*** RECORDS SUPPLIED ***

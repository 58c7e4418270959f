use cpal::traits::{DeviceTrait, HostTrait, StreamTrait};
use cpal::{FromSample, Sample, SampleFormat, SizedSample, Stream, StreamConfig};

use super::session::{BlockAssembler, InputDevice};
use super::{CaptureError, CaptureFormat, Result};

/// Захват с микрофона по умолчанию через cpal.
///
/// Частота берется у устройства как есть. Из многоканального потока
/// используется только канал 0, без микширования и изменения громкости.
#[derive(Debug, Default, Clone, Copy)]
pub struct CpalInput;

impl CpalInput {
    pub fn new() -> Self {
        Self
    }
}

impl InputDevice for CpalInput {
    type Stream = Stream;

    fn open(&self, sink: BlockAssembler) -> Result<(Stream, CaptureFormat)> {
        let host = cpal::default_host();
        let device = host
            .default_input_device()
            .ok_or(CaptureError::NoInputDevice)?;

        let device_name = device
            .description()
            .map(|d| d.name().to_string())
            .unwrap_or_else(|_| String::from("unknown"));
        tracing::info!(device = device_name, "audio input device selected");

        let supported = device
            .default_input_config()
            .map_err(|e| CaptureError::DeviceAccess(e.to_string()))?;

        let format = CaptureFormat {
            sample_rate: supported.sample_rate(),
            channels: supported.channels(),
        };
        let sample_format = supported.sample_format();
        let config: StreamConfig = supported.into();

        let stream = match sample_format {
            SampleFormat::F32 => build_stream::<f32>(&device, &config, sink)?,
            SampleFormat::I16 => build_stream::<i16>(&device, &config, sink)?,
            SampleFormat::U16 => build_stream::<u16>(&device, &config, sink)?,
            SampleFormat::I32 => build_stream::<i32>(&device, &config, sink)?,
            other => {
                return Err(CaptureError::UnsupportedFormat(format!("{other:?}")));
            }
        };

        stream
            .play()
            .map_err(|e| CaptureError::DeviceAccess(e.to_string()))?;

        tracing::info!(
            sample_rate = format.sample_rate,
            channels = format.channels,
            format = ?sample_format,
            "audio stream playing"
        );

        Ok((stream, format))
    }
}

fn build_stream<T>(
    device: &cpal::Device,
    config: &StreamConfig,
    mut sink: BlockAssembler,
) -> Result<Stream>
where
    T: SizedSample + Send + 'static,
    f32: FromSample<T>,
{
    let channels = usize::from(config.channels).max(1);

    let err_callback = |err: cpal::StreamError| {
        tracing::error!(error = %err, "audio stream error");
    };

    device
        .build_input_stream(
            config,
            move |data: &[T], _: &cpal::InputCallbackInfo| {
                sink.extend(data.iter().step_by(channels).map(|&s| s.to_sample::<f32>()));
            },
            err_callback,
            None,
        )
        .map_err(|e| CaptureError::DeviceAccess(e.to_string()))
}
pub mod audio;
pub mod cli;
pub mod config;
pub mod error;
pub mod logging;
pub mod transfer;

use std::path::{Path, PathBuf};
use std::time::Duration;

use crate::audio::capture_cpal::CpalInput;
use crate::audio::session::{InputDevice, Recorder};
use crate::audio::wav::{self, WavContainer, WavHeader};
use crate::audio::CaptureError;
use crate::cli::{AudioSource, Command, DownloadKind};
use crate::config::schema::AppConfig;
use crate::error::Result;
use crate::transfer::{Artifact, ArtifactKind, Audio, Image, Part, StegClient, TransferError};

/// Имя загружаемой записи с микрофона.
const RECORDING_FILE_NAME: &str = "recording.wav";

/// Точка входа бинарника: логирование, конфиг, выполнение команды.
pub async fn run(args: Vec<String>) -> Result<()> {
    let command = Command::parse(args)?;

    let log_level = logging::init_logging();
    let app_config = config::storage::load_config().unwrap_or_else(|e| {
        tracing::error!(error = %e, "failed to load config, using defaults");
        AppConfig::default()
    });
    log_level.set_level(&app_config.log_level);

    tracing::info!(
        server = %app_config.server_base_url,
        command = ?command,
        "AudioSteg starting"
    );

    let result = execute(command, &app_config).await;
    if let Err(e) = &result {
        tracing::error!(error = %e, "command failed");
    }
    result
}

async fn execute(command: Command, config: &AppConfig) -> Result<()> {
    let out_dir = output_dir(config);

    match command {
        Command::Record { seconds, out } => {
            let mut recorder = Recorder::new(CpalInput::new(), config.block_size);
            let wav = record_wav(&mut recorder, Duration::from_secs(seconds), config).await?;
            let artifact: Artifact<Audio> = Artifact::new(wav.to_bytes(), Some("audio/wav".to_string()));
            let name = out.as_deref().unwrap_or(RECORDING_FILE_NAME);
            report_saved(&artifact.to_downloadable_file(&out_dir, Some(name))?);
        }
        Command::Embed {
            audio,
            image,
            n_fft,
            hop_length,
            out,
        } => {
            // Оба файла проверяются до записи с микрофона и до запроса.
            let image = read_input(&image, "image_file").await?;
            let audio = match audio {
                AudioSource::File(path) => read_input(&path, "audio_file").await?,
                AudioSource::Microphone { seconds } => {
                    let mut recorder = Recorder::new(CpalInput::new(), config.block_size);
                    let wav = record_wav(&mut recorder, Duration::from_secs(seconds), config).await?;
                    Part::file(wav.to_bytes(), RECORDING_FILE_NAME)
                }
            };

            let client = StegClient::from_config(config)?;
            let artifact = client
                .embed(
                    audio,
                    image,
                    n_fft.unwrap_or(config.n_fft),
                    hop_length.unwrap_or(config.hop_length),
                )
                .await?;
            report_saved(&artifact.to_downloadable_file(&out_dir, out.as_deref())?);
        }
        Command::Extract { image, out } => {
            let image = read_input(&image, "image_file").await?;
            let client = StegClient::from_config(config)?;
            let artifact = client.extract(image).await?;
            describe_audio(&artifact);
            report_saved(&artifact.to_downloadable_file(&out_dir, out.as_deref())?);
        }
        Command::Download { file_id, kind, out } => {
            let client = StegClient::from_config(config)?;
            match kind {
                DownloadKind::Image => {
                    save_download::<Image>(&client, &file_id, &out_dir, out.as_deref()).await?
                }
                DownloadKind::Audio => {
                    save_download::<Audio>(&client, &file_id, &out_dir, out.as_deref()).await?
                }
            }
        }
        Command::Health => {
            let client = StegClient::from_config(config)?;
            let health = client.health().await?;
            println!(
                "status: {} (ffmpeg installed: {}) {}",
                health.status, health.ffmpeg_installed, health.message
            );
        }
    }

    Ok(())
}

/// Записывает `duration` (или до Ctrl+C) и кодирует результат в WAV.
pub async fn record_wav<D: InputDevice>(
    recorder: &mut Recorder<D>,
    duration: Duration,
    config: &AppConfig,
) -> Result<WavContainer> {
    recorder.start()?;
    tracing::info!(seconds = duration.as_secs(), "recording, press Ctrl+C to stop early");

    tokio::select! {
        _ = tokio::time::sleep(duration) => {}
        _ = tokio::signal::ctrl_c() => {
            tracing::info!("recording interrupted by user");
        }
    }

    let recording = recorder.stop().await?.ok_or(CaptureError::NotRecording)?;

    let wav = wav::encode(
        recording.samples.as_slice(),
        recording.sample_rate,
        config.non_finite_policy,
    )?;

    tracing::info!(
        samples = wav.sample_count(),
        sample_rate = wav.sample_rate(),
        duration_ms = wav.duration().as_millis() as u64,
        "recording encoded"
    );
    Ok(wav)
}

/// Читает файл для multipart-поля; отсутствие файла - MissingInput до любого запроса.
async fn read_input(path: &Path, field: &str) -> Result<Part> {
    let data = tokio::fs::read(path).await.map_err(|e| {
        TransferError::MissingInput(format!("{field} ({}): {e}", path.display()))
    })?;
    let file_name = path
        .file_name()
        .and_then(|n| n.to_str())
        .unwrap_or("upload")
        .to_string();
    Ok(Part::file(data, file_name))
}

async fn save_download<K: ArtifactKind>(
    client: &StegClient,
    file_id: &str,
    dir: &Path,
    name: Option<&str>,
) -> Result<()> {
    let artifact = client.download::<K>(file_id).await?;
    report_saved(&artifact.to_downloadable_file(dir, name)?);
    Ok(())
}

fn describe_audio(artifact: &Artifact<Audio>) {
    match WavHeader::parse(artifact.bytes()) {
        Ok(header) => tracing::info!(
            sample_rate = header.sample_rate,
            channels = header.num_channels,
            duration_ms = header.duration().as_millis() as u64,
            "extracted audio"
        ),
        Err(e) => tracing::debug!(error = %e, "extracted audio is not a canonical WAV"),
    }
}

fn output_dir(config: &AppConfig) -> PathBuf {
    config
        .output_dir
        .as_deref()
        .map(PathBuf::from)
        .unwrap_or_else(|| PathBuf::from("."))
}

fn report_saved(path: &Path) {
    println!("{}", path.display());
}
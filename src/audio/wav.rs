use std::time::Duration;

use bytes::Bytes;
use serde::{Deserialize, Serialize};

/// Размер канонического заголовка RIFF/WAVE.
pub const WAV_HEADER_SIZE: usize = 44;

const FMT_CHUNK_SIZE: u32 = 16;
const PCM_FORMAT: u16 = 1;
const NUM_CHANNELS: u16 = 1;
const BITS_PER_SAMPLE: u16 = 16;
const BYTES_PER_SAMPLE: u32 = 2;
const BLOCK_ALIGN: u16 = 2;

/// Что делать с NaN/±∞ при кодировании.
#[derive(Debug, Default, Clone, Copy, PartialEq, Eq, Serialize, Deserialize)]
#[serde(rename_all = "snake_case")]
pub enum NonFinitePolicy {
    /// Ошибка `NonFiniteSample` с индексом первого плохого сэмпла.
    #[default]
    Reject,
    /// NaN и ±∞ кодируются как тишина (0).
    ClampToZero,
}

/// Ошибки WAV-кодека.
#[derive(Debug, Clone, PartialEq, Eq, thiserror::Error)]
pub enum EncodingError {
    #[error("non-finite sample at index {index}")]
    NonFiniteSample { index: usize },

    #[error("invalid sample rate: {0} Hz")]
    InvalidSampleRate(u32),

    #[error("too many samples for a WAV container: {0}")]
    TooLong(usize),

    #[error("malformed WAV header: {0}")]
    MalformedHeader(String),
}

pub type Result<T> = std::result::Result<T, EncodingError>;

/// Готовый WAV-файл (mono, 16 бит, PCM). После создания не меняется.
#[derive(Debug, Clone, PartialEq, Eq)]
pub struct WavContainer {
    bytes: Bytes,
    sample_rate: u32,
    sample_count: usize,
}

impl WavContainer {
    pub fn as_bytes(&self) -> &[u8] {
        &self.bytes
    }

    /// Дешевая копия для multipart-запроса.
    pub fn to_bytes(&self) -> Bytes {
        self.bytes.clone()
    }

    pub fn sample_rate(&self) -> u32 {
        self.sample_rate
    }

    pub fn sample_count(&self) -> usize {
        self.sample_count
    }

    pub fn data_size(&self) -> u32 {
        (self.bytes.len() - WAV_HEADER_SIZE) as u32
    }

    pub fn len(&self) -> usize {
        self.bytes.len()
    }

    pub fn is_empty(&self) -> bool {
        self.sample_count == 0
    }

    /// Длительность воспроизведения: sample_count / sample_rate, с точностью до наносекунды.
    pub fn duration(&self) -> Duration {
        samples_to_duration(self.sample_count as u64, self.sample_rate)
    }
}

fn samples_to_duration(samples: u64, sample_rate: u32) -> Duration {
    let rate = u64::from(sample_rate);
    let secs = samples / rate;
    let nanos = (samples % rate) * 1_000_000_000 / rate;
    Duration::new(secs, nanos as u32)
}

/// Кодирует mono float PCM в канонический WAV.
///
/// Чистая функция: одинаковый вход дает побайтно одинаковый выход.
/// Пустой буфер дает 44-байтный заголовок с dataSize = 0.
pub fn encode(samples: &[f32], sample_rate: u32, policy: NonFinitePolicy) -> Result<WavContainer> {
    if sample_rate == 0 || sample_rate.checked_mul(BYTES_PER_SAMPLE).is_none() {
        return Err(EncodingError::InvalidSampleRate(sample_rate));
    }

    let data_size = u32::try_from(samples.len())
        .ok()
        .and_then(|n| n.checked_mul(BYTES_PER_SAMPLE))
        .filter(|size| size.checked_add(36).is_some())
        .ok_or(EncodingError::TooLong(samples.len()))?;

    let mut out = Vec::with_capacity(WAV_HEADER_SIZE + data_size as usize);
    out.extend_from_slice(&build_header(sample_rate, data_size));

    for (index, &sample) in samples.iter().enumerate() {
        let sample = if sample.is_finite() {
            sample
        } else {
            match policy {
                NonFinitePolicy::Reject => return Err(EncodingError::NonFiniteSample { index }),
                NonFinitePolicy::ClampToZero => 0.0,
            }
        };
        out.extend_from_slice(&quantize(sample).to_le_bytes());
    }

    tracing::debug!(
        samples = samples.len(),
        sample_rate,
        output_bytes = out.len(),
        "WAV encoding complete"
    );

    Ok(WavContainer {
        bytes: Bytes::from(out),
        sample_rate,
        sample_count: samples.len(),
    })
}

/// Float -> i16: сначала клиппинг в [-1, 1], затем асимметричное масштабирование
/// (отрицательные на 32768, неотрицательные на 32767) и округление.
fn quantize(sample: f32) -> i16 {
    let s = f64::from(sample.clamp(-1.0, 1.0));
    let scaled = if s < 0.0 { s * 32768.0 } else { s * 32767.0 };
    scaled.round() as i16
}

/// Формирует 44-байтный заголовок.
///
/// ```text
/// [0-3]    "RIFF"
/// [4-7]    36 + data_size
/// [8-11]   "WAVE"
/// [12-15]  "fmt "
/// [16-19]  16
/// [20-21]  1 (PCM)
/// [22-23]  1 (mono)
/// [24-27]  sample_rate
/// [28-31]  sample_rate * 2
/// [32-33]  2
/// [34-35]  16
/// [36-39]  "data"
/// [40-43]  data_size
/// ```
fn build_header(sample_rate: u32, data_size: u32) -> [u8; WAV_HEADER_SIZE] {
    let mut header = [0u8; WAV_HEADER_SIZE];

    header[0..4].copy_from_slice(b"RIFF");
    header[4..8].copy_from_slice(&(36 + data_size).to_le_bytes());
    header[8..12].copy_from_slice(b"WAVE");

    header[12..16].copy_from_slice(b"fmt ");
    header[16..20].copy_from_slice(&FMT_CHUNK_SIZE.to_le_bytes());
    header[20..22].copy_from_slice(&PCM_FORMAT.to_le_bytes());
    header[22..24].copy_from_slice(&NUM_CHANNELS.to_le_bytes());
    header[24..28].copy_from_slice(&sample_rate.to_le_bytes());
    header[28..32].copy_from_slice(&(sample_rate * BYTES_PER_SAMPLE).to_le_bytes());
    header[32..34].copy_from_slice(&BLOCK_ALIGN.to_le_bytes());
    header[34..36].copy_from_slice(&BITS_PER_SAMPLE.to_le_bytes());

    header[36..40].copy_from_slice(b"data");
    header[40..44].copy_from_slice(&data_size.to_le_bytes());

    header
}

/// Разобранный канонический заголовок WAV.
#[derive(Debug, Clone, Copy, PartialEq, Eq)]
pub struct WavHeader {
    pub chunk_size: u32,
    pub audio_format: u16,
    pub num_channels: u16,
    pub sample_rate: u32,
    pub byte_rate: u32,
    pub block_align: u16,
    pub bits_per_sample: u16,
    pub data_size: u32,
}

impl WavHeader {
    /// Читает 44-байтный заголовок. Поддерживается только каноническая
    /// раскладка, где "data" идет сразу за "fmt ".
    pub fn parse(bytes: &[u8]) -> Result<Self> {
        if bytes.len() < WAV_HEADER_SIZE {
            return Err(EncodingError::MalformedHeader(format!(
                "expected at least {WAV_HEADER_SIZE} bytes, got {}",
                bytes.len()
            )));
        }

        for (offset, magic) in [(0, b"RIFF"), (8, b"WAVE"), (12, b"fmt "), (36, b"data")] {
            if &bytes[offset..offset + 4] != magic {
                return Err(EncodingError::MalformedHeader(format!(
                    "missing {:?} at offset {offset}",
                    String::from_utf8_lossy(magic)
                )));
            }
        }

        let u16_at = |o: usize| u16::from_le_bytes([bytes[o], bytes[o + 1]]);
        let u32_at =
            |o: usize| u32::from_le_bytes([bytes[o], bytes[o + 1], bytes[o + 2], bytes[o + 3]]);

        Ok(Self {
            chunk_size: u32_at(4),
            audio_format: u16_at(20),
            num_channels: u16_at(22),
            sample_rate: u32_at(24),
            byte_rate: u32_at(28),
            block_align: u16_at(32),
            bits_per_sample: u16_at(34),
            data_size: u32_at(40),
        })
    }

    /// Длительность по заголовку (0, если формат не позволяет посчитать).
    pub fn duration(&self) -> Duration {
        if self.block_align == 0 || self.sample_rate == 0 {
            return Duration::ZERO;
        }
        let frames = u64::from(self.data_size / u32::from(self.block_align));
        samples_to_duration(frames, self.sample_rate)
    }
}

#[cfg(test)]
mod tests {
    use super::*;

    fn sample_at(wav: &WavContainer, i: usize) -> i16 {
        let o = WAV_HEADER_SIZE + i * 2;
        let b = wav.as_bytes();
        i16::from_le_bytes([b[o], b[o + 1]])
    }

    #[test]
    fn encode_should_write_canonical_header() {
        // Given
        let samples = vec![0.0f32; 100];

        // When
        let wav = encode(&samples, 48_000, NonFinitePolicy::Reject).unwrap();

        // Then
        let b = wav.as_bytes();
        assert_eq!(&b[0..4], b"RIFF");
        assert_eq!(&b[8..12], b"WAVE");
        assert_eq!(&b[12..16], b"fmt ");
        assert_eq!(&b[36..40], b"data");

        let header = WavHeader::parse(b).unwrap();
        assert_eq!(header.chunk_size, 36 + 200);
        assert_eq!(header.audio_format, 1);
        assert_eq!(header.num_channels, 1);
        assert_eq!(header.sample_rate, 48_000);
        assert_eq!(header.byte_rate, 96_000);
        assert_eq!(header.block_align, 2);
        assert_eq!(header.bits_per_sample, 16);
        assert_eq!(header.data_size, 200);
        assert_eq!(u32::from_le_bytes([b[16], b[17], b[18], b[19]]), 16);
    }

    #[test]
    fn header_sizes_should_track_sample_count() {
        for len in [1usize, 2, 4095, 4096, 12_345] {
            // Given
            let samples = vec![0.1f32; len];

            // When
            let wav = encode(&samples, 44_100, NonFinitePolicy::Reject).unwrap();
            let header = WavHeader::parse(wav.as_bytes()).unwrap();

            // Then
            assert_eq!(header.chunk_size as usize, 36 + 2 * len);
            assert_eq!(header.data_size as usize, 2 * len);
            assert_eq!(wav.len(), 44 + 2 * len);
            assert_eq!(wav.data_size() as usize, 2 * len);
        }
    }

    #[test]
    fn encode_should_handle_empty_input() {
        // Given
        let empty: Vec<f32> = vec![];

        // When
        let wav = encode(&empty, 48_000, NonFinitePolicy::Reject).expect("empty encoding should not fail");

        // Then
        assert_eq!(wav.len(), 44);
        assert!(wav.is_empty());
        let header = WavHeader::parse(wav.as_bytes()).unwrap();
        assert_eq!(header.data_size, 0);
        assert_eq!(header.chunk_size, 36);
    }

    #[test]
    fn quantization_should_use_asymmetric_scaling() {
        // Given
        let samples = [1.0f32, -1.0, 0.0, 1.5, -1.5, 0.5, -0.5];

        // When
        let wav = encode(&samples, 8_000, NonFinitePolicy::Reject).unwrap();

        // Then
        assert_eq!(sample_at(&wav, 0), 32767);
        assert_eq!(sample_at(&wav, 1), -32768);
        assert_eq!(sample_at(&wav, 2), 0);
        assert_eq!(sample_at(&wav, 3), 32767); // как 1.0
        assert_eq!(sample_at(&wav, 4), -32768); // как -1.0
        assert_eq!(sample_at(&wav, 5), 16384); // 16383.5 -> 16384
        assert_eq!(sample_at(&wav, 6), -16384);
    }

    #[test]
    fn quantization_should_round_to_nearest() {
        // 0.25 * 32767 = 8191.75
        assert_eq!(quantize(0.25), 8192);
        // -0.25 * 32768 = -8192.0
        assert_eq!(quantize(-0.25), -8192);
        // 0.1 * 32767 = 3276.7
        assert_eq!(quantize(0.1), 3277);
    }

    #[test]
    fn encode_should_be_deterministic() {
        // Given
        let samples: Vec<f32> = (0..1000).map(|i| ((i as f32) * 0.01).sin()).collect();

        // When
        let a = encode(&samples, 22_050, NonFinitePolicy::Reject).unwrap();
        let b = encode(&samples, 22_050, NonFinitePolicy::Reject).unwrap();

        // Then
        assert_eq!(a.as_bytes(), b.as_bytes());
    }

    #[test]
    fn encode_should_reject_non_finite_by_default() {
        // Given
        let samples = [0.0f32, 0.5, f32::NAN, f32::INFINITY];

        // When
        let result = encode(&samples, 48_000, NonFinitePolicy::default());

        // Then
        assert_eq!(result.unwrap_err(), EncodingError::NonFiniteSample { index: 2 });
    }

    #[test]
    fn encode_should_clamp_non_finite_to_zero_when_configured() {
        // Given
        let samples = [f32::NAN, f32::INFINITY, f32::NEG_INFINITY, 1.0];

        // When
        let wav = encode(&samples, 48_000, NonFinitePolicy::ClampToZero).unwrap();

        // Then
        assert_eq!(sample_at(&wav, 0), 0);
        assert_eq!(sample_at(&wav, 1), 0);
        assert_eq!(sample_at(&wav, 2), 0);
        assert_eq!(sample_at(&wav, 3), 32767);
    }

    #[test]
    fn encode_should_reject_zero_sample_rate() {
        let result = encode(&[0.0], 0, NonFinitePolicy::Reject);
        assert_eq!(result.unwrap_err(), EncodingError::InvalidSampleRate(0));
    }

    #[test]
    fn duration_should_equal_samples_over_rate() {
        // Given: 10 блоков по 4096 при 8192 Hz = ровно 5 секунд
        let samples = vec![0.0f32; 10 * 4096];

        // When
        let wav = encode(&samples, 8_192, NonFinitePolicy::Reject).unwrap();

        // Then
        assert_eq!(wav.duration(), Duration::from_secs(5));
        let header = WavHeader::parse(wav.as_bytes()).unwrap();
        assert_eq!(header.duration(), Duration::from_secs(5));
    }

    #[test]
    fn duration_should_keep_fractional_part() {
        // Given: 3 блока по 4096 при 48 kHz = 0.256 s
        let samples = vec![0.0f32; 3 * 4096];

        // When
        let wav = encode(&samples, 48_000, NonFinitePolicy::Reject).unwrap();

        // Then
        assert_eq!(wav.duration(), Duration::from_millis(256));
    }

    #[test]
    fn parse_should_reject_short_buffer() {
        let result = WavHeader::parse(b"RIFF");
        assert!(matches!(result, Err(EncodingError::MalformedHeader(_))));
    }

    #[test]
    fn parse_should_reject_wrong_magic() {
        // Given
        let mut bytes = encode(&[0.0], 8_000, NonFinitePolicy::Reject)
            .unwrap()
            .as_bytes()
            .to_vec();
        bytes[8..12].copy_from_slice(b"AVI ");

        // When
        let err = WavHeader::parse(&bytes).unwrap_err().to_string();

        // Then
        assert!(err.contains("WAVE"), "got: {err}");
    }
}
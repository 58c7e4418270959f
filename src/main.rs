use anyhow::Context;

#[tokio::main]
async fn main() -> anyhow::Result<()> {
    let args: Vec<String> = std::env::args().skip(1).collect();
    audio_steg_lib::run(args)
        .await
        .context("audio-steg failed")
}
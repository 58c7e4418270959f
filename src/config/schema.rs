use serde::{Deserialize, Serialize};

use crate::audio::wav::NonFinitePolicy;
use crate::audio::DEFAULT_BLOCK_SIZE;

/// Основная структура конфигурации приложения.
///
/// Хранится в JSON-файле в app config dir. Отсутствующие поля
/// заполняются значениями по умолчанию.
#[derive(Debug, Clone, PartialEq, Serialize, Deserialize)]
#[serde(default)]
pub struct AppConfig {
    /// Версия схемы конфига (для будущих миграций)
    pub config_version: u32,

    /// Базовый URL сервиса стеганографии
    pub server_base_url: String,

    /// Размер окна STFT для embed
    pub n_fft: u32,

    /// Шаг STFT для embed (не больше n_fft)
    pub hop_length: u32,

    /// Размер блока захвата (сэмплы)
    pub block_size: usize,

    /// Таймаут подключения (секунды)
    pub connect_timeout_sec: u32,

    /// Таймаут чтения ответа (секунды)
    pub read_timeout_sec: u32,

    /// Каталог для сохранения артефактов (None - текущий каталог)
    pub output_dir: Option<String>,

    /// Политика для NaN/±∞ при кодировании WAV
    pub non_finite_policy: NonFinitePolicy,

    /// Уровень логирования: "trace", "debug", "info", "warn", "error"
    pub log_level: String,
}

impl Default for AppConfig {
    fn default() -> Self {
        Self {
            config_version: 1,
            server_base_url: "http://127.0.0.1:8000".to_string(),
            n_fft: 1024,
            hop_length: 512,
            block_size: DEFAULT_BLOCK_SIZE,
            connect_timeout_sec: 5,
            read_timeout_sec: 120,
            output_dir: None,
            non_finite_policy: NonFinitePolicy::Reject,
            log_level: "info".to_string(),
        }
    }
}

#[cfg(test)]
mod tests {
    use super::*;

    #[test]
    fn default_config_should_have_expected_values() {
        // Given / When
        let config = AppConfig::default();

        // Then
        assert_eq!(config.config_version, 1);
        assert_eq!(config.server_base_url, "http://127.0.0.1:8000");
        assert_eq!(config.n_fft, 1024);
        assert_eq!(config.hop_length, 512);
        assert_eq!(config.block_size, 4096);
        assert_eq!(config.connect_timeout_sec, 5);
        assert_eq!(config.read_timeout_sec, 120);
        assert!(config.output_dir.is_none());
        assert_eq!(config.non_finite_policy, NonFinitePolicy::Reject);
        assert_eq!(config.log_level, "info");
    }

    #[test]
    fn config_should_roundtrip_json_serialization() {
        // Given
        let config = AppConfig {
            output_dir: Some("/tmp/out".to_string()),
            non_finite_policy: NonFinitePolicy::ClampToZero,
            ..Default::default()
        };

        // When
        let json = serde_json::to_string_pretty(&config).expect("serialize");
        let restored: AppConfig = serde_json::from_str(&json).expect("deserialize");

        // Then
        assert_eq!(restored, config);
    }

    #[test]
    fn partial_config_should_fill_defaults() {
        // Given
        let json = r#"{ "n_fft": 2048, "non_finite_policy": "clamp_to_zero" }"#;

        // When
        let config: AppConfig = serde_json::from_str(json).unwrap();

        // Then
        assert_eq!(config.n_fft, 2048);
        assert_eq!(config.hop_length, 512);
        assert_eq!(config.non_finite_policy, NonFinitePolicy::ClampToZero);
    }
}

*** End of RECORDS SUPPLIED ***

## WHAT YOU NEED TO DO
For the word "iter", count the lines of the records above that hold it and state only that count.

## SOLVED PROBLEM
2